*** DATA ***
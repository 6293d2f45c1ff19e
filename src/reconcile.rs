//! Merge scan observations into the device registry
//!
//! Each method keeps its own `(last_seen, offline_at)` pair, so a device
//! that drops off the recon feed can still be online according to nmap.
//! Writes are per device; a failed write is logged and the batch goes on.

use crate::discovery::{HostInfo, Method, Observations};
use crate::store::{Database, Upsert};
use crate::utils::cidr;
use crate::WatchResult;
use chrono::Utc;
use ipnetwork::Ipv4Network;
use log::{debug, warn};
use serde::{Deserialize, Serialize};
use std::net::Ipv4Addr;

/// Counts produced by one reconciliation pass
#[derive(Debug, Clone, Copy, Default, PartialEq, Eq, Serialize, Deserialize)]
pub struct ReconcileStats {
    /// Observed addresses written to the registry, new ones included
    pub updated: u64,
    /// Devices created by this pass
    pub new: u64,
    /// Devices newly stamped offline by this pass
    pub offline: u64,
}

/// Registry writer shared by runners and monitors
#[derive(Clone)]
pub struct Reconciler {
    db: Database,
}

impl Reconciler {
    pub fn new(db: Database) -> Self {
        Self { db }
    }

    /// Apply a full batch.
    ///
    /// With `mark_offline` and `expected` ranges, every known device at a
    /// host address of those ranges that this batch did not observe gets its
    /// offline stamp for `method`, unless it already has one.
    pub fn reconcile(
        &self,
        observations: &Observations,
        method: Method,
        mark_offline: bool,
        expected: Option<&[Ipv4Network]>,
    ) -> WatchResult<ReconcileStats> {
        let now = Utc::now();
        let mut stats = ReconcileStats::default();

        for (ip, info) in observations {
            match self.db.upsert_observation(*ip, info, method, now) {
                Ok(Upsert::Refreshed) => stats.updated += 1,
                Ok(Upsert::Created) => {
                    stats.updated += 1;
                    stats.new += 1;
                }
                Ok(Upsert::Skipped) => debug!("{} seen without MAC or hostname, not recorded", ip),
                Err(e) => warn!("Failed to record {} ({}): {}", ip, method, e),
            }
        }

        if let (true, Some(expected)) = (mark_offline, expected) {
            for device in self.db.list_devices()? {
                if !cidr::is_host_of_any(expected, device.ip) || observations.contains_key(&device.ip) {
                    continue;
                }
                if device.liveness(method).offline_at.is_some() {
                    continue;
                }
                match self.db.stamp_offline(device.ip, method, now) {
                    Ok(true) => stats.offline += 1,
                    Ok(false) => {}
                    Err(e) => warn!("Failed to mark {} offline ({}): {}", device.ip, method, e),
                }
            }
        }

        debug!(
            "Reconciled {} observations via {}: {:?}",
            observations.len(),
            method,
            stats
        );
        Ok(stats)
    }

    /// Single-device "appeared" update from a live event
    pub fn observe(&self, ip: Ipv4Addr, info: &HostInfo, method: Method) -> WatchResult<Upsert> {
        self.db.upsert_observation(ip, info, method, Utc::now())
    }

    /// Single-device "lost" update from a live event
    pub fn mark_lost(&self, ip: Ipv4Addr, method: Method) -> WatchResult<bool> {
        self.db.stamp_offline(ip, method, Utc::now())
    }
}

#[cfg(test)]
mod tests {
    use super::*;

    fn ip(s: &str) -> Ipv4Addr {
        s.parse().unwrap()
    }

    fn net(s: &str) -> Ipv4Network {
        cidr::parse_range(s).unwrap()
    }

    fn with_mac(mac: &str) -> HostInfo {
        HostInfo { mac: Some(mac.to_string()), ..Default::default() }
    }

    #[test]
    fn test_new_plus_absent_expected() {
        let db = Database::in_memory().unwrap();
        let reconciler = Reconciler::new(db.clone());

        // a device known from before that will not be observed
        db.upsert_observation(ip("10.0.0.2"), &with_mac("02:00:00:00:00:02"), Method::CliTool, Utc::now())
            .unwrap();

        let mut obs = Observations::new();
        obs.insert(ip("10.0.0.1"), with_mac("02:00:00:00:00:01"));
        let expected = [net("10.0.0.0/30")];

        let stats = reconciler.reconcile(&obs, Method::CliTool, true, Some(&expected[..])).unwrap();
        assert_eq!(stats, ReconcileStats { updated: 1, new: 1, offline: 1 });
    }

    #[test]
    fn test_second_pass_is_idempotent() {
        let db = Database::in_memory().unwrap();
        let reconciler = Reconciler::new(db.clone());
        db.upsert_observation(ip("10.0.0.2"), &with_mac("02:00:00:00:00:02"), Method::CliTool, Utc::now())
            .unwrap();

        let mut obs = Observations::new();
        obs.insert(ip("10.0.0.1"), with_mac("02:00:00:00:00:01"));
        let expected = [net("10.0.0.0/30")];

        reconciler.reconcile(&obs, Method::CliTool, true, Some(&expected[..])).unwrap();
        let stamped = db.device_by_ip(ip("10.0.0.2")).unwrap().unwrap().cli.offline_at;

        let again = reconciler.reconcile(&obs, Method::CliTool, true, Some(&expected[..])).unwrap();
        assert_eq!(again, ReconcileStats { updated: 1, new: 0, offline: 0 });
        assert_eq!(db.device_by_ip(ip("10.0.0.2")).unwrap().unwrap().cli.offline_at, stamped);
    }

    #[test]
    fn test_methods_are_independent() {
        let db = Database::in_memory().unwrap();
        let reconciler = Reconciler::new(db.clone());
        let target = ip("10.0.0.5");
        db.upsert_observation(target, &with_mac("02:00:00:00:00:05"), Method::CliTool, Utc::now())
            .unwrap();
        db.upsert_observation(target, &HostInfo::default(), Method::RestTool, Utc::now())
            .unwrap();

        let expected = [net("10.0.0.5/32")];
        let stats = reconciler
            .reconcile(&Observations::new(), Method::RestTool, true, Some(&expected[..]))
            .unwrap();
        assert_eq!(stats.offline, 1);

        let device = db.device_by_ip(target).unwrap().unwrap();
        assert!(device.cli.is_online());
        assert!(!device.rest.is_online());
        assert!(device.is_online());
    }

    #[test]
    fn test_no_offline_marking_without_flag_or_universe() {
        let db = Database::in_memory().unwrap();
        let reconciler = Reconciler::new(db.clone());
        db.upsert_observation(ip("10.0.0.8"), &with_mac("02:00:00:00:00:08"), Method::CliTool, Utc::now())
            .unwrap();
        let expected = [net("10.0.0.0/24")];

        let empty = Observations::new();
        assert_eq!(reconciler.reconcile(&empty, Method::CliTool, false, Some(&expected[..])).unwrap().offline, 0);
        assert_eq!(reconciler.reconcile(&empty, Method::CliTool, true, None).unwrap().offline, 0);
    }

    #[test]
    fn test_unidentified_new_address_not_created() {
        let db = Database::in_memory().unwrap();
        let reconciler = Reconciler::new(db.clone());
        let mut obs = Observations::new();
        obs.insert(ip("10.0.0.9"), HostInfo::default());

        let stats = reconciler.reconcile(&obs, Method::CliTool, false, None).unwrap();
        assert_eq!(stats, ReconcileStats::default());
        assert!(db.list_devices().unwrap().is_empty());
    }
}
*** End of DATA ***
*** DATA ***
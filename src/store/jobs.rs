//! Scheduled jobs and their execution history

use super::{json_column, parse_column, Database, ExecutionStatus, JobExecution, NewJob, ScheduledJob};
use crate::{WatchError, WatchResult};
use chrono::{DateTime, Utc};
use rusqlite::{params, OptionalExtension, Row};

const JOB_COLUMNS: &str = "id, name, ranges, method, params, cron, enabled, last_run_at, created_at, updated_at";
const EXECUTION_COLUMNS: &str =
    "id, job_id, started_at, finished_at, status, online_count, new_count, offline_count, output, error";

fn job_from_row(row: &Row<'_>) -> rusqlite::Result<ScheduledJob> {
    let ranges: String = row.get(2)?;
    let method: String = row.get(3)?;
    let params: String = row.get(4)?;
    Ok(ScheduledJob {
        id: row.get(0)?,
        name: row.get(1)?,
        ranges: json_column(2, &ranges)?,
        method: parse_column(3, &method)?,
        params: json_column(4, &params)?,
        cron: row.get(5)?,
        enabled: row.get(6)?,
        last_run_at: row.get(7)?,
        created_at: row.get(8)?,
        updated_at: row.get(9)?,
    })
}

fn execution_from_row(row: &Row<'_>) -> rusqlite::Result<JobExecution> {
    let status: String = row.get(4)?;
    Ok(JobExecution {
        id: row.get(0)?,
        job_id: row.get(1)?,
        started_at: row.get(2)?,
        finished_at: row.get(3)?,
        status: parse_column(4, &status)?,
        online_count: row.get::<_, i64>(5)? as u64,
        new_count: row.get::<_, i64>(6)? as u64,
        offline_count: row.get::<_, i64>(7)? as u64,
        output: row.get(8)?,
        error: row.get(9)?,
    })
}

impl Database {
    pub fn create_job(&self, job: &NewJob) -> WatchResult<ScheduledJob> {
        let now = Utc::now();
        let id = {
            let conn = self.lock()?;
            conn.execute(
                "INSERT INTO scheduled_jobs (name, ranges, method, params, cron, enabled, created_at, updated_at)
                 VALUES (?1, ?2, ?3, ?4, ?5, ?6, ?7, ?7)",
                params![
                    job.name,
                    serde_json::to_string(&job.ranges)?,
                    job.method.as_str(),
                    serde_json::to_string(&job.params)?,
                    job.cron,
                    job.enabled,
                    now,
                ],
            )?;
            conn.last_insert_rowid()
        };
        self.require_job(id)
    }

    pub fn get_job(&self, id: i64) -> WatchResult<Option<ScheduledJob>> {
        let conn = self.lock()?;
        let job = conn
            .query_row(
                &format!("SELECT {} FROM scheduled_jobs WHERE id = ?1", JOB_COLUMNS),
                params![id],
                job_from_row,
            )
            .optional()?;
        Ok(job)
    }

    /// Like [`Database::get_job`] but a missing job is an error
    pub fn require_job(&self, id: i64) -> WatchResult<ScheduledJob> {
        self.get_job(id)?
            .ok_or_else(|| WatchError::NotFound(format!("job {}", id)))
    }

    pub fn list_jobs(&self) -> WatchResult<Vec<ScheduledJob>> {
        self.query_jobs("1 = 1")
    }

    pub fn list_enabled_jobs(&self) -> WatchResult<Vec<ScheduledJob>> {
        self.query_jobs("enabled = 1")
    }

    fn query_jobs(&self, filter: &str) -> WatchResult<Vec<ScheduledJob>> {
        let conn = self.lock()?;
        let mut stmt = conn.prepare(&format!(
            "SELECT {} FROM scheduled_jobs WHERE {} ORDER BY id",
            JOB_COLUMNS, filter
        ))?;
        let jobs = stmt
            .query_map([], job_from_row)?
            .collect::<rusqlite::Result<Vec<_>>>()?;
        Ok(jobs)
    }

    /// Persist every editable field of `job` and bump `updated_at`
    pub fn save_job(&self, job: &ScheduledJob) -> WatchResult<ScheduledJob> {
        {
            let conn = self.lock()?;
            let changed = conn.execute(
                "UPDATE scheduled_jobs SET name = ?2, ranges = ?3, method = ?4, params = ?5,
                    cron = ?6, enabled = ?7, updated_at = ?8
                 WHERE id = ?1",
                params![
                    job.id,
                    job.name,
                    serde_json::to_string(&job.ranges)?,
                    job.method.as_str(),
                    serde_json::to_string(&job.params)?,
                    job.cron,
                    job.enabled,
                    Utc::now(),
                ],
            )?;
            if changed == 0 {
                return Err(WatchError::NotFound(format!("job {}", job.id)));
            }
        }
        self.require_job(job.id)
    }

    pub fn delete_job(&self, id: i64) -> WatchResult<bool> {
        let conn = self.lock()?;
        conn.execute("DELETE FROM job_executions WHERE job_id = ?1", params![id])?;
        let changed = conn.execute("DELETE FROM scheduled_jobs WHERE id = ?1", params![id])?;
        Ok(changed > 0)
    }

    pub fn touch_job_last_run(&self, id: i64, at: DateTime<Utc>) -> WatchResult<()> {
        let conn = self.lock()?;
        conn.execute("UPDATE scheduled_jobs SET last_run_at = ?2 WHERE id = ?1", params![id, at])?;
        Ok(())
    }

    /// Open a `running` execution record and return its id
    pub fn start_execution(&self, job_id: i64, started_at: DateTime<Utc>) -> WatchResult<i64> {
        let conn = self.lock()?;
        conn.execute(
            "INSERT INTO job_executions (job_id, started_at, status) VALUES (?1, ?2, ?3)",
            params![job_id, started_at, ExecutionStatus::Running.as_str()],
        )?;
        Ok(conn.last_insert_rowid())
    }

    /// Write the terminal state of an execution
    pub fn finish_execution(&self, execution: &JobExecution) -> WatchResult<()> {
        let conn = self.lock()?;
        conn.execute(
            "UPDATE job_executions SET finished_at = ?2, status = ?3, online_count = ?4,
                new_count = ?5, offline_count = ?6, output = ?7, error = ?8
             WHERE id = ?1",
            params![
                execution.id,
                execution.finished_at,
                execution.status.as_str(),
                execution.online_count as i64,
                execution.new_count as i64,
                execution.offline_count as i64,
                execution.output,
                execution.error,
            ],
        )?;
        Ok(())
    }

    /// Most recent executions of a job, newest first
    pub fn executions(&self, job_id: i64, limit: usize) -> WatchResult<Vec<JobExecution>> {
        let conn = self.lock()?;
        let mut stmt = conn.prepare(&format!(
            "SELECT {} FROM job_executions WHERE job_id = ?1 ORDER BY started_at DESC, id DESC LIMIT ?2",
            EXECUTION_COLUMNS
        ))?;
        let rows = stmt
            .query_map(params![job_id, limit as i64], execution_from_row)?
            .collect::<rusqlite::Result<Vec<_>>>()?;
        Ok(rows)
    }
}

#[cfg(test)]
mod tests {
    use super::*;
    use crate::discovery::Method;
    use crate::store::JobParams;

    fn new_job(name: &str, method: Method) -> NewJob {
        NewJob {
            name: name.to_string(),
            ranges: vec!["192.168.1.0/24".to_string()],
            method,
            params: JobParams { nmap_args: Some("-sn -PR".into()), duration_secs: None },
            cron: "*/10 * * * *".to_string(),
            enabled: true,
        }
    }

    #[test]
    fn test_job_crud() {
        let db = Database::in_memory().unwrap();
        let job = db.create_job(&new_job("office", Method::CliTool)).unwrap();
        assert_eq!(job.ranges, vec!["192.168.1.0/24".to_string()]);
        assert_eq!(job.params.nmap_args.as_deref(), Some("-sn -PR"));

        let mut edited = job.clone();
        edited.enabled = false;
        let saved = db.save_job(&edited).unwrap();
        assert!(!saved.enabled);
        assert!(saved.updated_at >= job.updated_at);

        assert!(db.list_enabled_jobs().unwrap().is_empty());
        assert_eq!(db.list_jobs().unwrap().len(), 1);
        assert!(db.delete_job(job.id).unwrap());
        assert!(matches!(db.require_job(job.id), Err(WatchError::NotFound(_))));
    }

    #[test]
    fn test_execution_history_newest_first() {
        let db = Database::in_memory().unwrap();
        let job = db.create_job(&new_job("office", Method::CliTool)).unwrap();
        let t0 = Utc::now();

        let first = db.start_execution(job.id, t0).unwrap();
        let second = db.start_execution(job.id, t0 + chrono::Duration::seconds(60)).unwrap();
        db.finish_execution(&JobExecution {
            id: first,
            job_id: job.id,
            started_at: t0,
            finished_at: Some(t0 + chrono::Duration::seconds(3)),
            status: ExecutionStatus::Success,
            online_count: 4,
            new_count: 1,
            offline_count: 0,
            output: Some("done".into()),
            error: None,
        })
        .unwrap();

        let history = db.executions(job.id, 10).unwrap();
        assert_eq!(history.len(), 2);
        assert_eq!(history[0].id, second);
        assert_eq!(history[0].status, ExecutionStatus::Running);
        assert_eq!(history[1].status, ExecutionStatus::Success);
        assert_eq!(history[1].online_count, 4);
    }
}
*** End of DATA ***
*** DATA ***
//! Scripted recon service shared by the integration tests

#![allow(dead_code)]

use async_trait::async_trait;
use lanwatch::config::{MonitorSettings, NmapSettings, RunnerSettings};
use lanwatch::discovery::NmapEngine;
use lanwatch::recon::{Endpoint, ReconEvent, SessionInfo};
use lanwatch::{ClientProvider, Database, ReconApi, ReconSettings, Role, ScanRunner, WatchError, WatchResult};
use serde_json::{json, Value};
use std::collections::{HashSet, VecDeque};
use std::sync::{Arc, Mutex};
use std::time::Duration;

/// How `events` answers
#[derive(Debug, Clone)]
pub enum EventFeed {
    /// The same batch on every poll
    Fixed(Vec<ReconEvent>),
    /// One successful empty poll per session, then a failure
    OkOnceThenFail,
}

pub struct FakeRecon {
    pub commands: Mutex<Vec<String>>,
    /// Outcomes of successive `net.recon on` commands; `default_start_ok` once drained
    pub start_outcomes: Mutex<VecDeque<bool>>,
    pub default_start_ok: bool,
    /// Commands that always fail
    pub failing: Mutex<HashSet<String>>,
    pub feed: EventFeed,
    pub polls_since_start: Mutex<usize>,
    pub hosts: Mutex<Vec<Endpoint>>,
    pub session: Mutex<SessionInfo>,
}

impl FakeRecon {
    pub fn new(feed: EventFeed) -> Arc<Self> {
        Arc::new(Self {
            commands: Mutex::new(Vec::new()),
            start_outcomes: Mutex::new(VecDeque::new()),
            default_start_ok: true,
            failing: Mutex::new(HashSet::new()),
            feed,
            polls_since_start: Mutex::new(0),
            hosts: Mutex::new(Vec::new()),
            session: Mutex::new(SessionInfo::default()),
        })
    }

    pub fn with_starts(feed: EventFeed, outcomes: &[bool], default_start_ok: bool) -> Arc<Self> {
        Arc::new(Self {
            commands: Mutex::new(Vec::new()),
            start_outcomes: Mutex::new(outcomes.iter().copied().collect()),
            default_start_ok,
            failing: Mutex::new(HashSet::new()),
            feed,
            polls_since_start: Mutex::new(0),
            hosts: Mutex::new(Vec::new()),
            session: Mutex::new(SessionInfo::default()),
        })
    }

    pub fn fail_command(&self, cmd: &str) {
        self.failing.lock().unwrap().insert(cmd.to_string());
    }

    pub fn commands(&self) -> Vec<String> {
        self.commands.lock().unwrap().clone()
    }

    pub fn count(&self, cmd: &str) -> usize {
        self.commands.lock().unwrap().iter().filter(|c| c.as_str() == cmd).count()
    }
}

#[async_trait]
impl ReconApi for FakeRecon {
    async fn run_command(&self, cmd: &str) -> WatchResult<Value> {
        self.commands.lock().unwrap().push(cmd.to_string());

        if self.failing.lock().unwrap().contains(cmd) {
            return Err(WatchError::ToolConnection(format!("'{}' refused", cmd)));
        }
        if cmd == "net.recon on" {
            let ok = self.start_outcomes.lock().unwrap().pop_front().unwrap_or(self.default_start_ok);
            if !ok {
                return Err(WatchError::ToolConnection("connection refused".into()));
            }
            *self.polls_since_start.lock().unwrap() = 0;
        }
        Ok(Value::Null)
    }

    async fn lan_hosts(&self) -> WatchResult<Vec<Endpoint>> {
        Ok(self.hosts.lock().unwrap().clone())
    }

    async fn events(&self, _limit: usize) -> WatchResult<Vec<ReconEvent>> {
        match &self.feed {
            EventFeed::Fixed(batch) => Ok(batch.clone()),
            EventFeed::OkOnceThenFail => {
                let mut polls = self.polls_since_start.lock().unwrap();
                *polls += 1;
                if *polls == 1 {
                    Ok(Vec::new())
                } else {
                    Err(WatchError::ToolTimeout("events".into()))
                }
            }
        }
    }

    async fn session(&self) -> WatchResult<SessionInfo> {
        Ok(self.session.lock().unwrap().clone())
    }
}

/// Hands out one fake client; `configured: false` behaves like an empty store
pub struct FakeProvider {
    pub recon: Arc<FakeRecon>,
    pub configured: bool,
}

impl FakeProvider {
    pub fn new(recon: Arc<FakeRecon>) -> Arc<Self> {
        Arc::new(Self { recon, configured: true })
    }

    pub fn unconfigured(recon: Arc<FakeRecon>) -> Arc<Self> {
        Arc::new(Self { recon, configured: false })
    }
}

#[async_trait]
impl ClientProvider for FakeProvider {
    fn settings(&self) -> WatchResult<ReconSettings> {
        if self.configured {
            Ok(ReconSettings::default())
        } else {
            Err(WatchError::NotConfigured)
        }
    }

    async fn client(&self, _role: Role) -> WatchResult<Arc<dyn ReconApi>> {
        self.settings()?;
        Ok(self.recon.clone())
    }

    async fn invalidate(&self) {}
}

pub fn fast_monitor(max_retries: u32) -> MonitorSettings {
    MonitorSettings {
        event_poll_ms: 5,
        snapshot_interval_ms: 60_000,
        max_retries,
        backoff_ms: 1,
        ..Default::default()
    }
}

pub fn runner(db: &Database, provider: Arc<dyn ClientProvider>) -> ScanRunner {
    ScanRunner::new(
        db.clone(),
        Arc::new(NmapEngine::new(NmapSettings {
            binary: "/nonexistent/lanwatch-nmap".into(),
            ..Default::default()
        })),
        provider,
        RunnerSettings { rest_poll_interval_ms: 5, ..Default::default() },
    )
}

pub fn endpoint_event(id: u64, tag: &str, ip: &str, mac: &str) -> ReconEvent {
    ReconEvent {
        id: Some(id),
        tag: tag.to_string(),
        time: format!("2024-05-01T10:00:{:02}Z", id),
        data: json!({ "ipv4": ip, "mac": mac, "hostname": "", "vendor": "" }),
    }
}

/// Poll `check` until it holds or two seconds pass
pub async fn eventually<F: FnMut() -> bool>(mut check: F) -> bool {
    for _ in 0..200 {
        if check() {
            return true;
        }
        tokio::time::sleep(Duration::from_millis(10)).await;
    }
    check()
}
*** End of DATA ***
#### [TASK INSTRUCTIONS]
All lines in the listing above with the string "ReconApi" should be returned.

#### [FINAL ANSWER]
use lanwatch::{ClientProvider, Database, ReconApi, ReconSettings, Role, ScanRunner, WatchError, WatchResult};
impl ReconApi for FakeRecon {
    async fn client(&self, _role: Role) -> WatchResult<Arc<dyn ReconApi>> {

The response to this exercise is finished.